What is being asked:
For the records that follow, please set down exactly the lines between the one holding "matches!(self, Self::Network(_))" and the one holding "pub(crate) struct ErrorBody", inclusive, and only those.
====================
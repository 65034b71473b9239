//! Error types for the SpeakUp client.

use serde::{Deserialize, Serialize};
use thiserror::Error;

/// Coarse classification of a [`SpeakupError`].
///
/// Pages match on this to pick a message or a retry affordance without
/// caring about the payload of each variant.
#[derive(Debug, Clone, Copy, PartialEq, Eq, Hash, Serialize, Deserialize)]
#[serde(rename_all = "snake_case")]
pub enum ErrorKind {
    Network,
    Unauthorized,
    Validation,
    NotFound,
    Server,
    Serialization,
    Storage,
    Config,
    Cancelled,
    Internal,
}

/// A shared error type for the whole client.
///
/// The first five variants mirror what the backend can answer with; the
/// rest are raised locally.
#[derive(Error, Debug, Clone, PartialEq, Serialize, Deserialize)]
pub enum SpeakupError {
    /// No response was received (connectivity, DNS, timeout).
    #[error("Network error: {0}")]
    Network(String),

    /// 401-class answer: bad credentials or an expired token.
    #[error("Unauthorized: {0}")]
    Unauthorized(String),

    /// 400-class answer: malformed input, duplicate email, short password.
    #[error("Validation error: {0}")]
    Validation(String),

    /// 404 answer for a missing entity.
    #[error("Entity not found: {entity_type} '{id}'")]
    NotFound { entity_type: String, id: String },

    /// 5xx answer.
    #[error("Server error ({status}): {message}")]
    Server { status: u16, message: String },

    /// Serialization/deserialization error
    #[error("Serialization error: {format} - {message}")]
    Serialization { format: String, message: String },

    /// Local persistence failure (token store, config file).
    #[error("Storage error: {0}")]
    Storage(String),

    /// Configuration error
    #[error("Configuration error: {0}")]
    Config(String),

    /// The owning view was closed before the request finished.
    #[error("Request cancelled")]
    Cancelled,

    /// Internal error (should not happen in normal operation)
    #[error("Internal error: {0}")]
    Internal(String),
}

impl SpeakupError {
    // ============================================================================
    // Constructor helpers
    // ============================================================================

    pub fn network(message: impl Into<String>) -> Self {
        Self::Network(message.into())
    }

    pub fn unauthorized(message: impl Into<String>) -> Self {
        Self::Unauthorized(message.into())
    }

    pub fn validation(message: impl Into<String>) -> Self {
        Self::Validation(message.into())
    }

    pub fn not_found(entity_type: &'static str, id: impl Into<String>) -> Self {
        Self::NotFound {
            entity_type: entity_type.to_string(),
            id: id.into(),
        }
    }

    pub fn server(status: u16, message: impl Into<String>) -> Self {
        Self::Server {
            status,
            message: message.into(),
        }
    }

    pub fn storage(message: impl Into<String>) -> Self {
        Self::Storage(message.into())
    }

    pub fn config(message: impl Into<String>) -> Self {
        Self::Config(message.into())
    }

    pub fn internal(message: impl Into<String>) -> Self {
        Self::Internal(message.into())
    }

    // ============================================================================
    // Type checking methods
    // ============================================================================

    /// Returns the classification of this error.
    pub fn kind(&self) -> ErrorKind {
        match self {
            Self::Network(_) => ErrorKind::Network,
            Self::Unauthorized(_) => ErrorKind::Unauthorized,
            Self::Validation(_) => ErrorKind::Validation,
            Self::NotFound { .. } => ErrorKind::NotFound,
            Self::Server { .. } => ErrorKind::Server,
            Self::Serialization { .. } => ErrorKind::Serialization,
            Self::Storage(_) => ErrorKind::Storage,
            Self::Config(_) => ErrorKind::Config,
            Self::Cancelled => ErrorKind::Cancelled,
            Self::Internal(_) => ErrorKind::Internal,
        }
    }

    pub fn is_unauthorized(&self) -> bool {
        matches!(self, Self::Unauthorized(_))
    }

    pub fn is_not_found(&self) -> bool {
        matches!(self, Self::NotFound { .. })
    }

    pub fn is_network(&self) -> bool {
        matches!(self, Self::Network(_))
    }

    /// Whether repeating the same request may succeed.
    ///
    /// True for transport failures and 5xx answers. Client errors and local
    /// failures need a different input first.
    pub fn is_retryable(&self) -> bool {
        matches!(self, Self::Network(_) | Self::Server { .. })
    }
}

// ============================================================================
// From implementations for automatic conversion
// ============================================================================

impl From<std::io::Error> for SpeakupError {
    fn from(err: std::io::Error) -> Self {
        Self::Storage(format!("{} (kind: {:?})", err, err.kind()))
    }
}

impl From<serde_json::Error> for SpeakupError {
    fn from(err: serde_json::Error) -> Self {
        Self::Serialization {
            format: "JSON".to_string(),
            message: err.to_string(),
        }
    }
}

impl From<toml::de::Error> for SpeakupError {
    fn from(err: toml::de::Error) -> Self {
        Self::Serialization {
            format: "TOML".to_string(),
            message: err.to_string(),
        }
    }
}

impl From<toml::ser::Error> for SpeakupError {
    fn from(err: toml::ser::Error) -> Self {
        Self::Serialization {
            format: "TOML".to_string(),
            message: err.to_string(),
        }
    }
}

/// A type alias for `Result<T, SpeakupError>`.
pub type Result<T> = std::result::Result<T, SpeakupError>;
//! Response envelope shared by every backend endpoint.

use serde::Deserialize;
use speakup_core::{Result, SpeakupError};

/// `{ success?, data?, count?, message? }`
#[derive(Debug, Deserialize)]
pub(crate) struct Envelope<T> {
    pub data: Option<T>,
    #[serde(default)]
    pub count: Option<u64>,
    #[serde(default)]
    pub message: Option<String>,
}

impl<T> Envelope<T> {
    /// Returns `data`, failing when the server omitted it.
    pub fn into_data(self, context: &str) -> Result<T> {
        self.data.ok_or_else(|| SpeakupError::Serialization {
            format: "JSON".to_string(),
            message: format!("Response to {context} has no data field"),
        })
    }
}

/// Body of a non-2xx answer.
#[derive(Debug, Deserialize)]
pub(crate) struct ErrorBody {
    #[serde(default)]
    message: Option<String>,
    #[serde(default)]
    error: Option<String>,
}

impl ErrorBody {
    pub fn into_message(self) -> Option<String> {
        self.message
            .or(self.error)
            .filter(|m| !m.trim().is_empty())
    }
}
//! Atomic TOML file operations.
//!
//! Writes go to a sibling temp file which is fsynced and renamed over the
//! target, so readers see either the old or the new content.

use serde::{Serialize, de::DeserializeOwned};
use speakup_core::{Result, SpeakupError};
use std::fs::{self, File};
use std::io::Write as IoWrite;
use std::marker::PhantomData;
use std::path::{Path, PathBuf};

/// A typed handle to one TOML file.
pub struct AtomicTomlFile<T> {
    path: PathBuf,
    private: bool,
    _phantom: PhantomData<T>,
}

impl<T> AtomicTomlFile<T>
where
    T: Serialize + DeserializeOwned,
{
    pub fn new(path: PathBuf) -> Self {
        Self {
            path,
            private: false,
            _phantom: PhantomData,
        }
    }

    /// Restricts the file to the current user (mode 600 on Unix).
    pub fn private(mut self) -> Self {
        self.private = true;
        self
    }

    pub fn path(&self) -> &Path {
        &self.path
    }

    /// Loads and deserializes the file.
    ///
    /// - `Ok(None)`: file doesn't exist or is empty
    /// - `Err`: failed to read or parse the file
    pub fn load(&self) -> Result<Option<T>> {
        if !self.path.exists() {
            return Ok(None);
        }

        let content = fs::read_to_string(&self.path)?;
        if content.trim().is_empty() {
            return Ok(None);
        }

        let data: T = toml::from_str(&content)?;
        Ok(Some(data))
    }

    /// Serializes `data` and replaces the file atomically.
    pub fn save(&self, data: &T) -> Result<()> {
        if let Some(parent) = self.path.parent()
            && !parent.exists()
        {
            fs::create_dir_all(parent)?;
        }

        let toml_string = toml::to_string_pretty(data)?;

        let tmp_path = self.temp_path()?;
        let mut tmp_file = File::create(&tmp_path)?;
        tmp_file.write_all(toml_string.as_bytes())?;
        tmp_file.sync_all()?;
        drop(tmp_file);

        #[cfg(unix)]
        if self.private {
            use std::os::unix::fs::PermissionsExt;
            fs::set_permissions(&tmp_path, fs::Permissions::from_mode(0o600))?;
        }

        fs::rename(&tmp_path, &self.path)?;
        Ok(())
    }

    /// Deletes the file. A missing file is not an error.
    pub fn remove(&self) -> Result<()> {
        match fs::remove_file(&self.path) {
            Ok(()) => Ok(()),
            Err(e) if e.kind() == std::io::ErrorKind::NotFound => Ok(()),
            Err(e) => Err(e.into()),
        }
    }

    fn temp_path(&self) -> Result<PathBuf> {
        let file_name = self
            .path
            .file_name()
            .ok_or_else(|| SpeakupError::storage(format!("Invalid path: {}", self.path.display())))?
            .to_string_lossy();
        Ok(self.path.with_file_name(format!(".{file_name}.tmp")))
    }
}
====================
Task answer:
        matches!(self, Self::Network(_))
    }

    /// Whether repeating the same request may succeed.
    ///
    /// True for transport failures and 5xx answers. Client errors and local
    /// failures need a different input first.
    pub fn is_retryable(&self) -> bool {
        matches!(self, Self::Network(_) | Self::Server { .. })
    }
}

// ============================================================================
// From implementations for automatic conversion
// ============================================================================

impl From<std::io::Error> for SpeakupError {
    fn from(err: std::io::Error) -> Self {
        Self::Storage(format!("{} (kind: {:?})", err, err.kind()))
    }
}

impl From<serde_json::Error> for SpeakupError {
    fn from(err: serde_json::Error) -> Self {
        Self::Serialization {
            format: "JSON".to_string(),
            message: err.to_string(),
        }
    }
}

impl From<toml::de::Error> for SpeakupError {
    fn from(err: toml::de::Error) -> Self {
        Self::Serialization {
            format: "TOML".to_string(),
            message: err.to_string(),
        }
    }
}

impl From<toml::ser::Error> for SpeakupError {
    fn from(err: toml::ser::Error) -> Self {
        Self::Serialization {
            format: "TOML".to_string(),
            message: err.to_string(),
        }
    }
}

/// A type alias for `Result<T, SpeakupError>`.
pub type Result<T> = std::result::Result<T, SpeakupError>;
//! Response envelope shared by every backend endpoint.

use serde::Deserialize;
use speakup_core::{Result, SpeakupError};

/// `{ success?, data?, count?, message? }`
#[derive(Debug, Deserialize)]
pub(crate) struct Envelope<T> {
    pub data: Option<T>,
    #[serde(default)]
    pub count: Option<u64>,
    #[serde(default)]
    pub message: Option<String>,
}

impl<T> Envelope<T> {
    /// Returns `data`, failing when the server omitted it.
    pub fn into_data(self, context: &str) -> Result<T> {
        self.data.ok_or_else(|| SpeakupError::Serialization {
            format: "JSON".to_string(),
            message: format!("Response to {context} has no data field"),
        })
    }
}

/// Body of a non-2xx answer.
#[derive(Debug, Deserialize)]
pub(crate) struct ErrorBody {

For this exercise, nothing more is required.